Qualified sending sites are designated by Kitsap County and located in four zip codes. Owners of sending sites in Kitsap County can voluntarily record a conservation easement on their property. TDRs are calculated as the residential density allowed on these sites by the Kitsap County zoning code. Each development right sent from a sending site allows 2,000 square feet of floor area in a one-story height bonus in Port Orchard. TDRs can transfer by private transactions or TDR bank.
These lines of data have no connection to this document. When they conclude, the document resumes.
use rustc_hash::FxHashMap;

use crate::grid::Cell;

/// Counts ordered pairs (a, b) of settled cells where jumping straight
/// from `a` to `b` through the walls beats walking the maze.
///
/// The jump costs `manhattan(a, b)` steps and must not exceed
/// `max_jump`; the saving is `dist[b] - dist[a] - jump` and must be at
/// least `min_saving`. Both orderings of each pair are evaluated: the
/// reverse direction of a genuine shortcut has a negative saving and
/// drops out on its own.
pub fn count_shortcuts(distances: &FxHashMap<Cell, u32>, max_jump: u32, min_saving: u32) -> u64 {
    let cells: Vec<(Cell, i64)> = distances
        .iter()
        .map(|(&cell, &d)| (cell, i64::from(d)))
        .collect();

    let mut count = 0;
    for &(a, da) in &cells {
        for &(b, db) in &cells {
            if a == b {
                continue;
            }
            let jump = a.manhattan(b);
            if jump > max_jump {
                continue;
            }
            let saving = db - da - i64::from(jump);
            if saving >= i64::from(min_saving) {
                count += 1;
            }
        }
    }

    count
}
Port Orchard has mapped receiving areas where TDR can be used to exceed baseline building height. The with-TDR limits exceed the baseline heights found in chapters 20.34 and 20.35 of the Port Orchard Municipal Code. In 20.34, Residential Districts, baseline building height in qualified receiving areas ranges from three stories/35 feet in the R-3 zone to five stories/55 feet in the R-5 zone. In Chapter 20.35, Commercial and Mixed-Use Districts, baseline building height in the Downtown Mixed Use and Gateway Mixed-Use Zones can be governed by the Downtown Height Overlay District which allows a building height baseline of up to five stories/58 feet. The maximum with-TDR height limit is eight stories or 88 feet.